(Supplied records)

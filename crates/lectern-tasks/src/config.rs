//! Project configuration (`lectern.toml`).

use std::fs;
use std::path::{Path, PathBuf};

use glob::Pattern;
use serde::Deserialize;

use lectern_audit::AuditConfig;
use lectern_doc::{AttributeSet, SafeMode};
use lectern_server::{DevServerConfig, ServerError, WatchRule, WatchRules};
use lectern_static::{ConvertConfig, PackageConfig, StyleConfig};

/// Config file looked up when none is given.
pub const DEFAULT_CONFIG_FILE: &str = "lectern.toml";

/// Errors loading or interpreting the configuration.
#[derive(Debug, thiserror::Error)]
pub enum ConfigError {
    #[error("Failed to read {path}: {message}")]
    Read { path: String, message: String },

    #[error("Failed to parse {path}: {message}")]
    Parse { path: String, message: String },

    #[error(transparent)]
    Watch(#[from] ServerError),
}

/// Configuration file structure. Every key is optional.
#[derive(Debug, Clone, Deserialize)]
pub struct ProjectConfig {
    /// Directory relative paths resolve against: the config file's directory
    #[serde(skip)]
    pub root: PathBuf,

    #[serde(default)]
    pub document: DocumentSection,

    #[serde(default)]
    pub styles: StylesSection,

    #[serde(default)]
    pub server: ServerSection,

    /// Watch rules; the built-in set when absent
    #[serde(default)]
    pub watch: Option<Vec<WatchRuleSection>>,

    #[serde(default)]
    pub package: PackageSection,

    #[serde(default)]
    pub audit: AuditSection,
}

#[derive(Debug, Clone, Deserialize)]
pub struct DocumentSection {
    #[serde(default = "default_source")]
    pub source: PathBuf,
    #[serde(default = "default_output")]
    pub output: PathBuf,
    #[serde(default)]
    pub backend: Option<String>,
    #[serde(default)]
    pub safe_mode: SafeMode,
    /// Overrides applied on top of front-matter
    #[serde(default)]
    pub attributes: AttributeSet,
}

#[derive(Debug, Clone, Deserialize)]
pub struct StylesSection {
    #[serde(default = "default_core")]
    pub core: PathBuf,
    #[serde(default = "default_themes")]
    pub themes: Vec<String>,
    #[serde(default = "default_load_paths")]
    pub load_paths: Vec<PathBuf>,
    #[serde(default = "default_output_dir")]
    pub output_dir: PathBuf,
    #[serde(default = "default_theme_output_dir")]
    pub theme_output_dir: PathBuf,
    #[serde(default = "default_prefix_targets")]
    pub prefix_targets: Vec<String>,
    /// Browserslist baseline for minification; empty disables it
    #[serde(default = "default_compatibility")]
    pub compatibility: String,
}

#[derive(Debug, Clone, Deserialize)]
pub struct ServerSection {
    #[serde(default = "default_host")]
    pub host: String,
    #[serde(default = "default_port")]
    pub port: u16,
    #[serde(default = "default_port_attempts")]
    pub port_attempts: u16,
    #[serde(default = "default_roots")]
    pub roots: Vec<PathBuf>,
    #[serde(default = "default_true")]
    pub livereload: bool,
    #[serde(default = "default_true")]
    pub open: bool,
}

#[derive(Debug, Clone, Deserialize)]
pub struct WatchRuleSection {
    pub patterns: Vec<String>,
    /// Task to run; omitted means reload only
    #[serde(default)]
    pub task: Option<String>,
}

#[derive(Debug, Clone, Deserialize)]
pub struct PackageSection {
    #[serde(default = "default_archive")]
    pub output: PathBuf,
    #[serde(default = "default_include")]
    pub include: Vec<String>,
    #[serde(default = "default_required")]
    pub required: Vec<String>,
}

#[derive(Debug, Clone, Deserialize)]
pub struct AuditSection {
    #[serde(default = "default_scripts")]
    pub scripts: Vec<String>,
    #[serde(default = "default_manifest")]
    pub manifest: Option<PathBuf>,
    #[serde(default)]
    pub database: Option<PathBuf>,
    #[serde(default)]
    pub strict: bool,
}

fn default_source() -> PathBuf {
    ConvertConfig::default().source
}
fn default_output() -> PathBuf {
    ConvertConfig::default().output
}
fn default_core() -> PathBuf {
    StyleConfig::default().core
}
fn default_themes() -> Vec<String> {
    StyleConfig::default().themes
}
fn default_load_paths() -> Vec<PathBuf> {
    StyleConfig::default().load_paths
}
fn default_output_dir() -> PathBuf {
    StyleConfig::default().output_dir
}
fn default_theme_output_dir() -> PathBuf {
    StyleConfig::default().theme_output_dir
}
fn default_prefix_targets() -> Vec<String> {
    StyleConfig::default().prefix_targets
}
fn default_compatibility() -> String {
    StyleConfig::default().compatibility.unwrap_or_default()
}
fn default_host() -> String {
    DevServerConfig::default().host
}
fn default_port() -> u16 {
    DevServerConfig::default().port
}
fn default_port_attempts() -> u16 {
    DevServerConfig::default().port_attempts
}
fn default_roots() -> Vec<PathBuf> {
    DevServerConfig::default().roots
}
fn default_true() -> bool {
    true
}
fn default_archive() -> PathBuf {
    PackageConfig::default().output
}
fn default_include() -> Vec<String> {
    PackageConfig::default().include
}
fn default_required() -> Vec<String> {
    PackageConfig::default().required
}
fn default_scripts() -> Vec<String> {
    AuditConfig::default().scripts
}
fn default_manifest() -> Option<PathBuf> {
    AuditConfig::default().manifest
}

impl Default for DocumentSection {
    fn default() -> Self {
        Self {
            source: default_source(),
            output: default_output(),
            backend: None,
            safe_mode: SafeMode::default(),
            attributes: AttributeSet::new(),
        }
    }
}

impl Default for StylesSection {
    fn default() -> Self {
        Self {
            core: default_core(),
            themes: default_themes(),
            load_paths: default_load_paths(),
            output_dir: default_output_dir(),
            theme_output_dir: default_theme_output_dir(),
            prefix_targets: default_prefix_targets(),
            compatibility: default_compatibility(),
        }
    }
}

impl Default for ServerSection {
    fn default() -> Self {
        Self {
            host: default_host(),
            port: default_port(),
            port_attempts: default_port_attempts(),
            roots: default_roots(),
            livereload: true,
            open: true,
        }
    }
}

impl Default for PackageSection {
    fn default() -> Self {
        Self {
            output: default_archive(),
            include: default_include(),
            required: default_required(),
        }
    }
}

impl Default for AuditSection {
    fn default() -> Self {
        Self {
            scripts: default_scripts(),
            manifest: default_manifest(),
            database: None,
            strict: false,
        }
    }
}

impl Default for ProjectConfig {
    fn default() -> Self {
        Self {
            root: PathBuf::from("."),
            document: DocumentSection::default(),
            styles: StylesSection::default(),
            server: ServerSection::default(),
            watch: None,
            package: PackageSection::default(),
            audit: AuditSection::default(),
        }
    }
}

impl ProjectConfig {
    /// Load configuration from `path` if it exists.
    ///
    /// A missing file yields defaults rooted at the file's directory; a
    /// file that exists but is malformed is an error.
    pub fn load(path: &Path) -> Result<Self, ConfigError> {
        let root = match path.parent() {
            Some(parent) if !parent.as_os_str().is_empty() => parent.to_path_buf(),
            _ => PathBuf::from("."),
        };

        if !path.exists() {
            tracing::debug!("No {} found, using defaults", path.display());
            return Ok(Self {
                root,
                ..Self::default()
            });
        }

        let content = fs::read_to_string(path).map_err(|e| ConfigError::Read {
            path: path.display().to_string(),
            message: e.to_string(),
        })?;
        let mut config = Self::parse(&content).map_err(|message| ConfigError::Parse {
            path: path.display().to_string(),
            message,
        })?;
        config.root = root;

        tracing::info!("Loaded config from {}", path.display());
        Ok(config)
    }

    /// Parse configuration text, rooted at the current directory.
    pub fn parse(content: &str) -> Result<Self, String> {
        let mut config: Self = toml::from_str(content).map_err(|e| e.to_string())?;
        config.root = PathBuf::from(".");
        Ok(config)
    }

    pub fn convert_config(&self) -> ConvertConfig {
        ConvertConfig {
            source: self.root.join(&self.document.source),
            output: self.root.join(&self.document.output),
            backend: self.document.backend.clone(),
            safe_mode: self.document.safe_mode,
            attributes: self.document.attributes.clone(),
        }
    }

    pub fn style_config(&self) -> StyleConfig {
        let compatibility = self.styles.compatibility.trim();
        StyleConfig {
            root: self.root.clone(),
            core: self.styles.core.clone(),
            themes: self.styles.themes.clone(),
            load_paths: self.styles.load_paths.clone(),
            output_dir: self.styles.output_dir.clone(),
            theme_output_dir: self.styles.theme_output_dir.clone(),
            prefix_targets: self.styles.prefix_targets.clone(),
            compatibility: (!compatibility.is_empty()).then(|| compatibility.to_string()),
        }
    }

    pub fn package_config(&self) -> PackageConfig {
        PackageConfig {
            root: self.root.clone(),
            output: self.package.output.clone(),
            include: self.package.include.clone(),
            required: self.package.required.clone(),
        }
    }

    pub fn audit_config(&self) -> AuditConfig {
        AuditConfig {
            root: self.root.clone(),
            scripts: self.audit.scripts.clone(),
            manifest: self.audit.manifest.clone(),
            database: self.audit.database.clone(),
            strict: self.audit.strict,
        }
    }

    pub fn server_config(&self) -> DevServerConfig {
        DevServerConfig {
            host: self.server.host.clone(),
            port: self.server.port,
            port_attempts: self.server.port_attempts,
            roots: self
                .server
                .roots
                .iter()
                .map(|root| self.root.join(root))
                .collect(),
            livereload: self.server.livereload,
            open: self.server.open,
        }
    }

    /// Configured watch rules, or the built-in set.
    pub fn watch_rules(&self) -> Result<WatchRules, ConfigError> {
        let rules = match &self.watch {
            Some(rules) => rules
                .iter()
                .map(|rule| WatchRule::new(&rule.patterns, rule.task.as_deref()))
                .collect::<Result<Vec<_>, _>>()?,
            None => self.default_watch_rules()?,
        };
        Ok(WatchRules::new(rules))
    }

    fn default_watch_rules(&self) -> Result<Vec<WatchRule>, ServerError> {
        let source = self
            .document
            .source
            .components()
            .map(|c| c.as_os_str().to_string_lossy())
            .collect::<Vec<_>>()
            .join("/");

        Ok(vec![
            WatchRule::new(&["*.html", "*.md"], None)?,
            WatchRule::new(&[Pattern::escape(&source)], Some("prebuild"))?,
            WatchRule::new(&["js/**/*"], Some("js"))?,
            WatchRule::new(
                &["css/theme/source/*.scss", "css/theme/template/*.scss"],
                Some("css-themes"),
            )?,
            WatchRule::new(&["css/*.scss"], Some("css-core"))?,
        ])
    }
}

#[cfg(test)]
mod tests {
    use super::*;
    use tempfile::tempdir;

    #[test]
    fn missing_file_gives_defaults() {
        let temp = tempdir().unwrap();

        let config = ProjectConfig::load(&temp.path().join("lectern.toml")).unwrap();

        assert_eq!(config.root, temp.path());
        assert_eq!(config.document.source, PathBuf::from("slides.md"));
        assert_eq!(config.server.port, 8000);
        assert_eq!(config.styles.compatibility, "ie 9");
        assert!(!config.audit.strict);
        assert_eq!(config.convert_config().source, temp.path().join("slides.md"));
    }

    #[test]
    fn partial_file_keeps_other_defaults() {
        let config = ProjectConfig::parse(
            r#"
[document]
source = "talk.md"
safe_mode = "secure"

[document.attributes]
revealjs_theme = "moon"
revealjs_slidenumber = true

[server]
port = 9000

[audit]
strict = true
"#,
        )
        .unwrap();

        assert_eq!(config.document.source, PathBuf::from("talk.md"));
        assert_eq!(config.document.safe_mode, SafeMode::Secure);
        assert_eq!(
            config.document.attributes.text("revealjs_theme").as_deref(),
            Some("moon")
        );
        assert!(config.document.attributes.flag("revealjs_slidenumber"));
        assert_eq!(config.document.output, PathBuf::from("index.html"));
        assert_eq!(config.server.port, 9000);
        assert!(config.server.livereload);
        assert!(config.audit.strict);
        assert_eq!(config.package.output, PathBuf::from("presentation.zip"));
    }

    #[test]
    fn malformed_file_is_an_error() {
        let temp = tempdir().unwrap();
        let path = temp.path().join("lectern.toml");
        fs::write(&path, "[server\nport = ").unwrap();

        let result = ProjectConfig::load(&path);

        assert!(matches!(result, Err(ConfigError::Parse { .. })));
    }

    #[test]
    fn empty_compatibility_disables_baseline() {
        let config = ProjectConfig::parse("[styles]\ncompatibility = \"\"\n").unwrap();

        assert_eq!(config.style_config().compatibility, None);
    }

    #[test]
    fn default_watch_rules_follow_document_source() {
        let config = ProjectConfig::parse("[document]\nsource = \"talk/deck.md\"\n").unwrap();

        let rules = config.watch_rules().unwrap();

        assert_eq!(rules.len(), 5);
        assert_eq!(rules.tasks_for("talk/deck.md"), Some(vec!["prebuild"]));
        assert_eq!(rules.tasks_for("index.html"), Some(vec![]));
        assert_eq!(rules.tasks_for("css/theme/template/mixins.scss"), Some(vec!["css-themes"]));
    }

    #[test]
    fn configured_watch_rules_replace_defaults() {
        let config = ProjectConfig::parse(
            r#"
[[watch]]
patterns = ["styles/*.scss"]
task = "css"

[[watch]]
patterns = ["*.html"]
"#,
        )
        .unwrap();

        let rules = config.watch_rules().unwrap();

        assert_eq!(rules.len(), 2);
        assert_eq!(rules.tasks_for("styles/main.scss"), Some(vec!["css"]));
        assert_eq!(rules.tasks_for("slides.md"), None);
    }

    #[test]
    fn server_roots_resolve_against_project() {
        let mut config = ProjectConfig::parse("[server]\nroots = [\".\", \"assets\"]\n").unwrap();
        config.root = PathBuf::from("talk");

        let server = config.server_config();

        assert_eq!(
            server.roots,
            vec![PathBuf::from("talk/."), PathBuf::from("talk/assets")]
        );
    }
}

(End Supplied records)

▶ **What is expected**
Find the lines above holding the word "join" and show them.

▶ **Written solution**
            source: self.root.join(&self.document.source),
            output: self.root.join(&self.document.output),
                .map(|root| self.root.join(root))
            .join("/");
        let config = ProjectConfig::load(&temp.path().join("lectern.toml")).unwrap();
        assert_eq!(config.convert_config().source, temp.path().join("slides.md"));
        let path = temp.path().join("lectern.toml");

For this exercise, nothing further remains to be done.